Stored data
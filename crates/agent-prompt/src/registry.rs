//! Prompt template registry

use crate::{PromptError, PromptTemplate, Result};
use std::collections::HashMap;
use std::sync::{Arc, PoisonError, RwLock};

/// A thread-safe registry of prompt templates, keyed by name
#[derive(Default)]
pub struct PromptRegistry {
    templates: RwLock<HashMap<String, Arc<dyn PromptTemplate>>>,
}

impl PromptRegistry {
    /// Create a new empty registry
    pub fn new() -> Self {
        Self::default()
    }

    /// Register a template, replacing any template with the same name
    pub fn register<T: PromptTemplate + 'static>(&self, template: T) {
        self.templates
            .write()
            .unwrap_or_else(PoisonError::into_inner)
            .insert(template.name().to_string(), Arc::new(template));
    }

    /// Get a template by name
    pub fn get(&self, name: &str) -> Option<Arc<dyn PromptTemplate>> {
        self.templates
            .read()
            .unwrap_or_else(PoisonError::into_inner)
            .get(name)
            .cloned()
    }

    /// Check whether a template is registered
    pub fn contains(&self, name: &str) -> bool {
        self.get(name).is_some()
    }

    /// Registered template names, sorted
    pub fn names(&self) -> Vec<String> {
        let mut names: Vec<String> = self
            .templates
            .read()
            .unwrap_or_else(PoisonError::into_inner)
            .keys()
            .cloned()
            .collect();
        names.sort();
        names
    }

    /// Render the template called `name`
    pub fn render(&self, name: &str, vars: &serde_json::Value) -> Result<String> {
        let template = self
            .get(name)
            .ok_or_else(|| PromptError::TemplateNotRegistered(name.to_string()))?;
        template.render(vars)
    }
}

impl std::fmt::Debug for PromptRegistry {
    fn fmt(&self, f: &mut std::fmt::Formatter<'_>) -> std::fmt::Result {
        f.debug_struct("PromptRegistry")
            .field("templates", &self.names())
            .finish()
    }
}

• TASK ITEM
Check each line of the records for the word "RwLock" and extract those that contain it.

• COMPLETED TASK
use std::sync::{Arc, PoisonError, RwLock};
    templates: RwLock<HashMap<String, Arc<dyn PromptTemplate>>>,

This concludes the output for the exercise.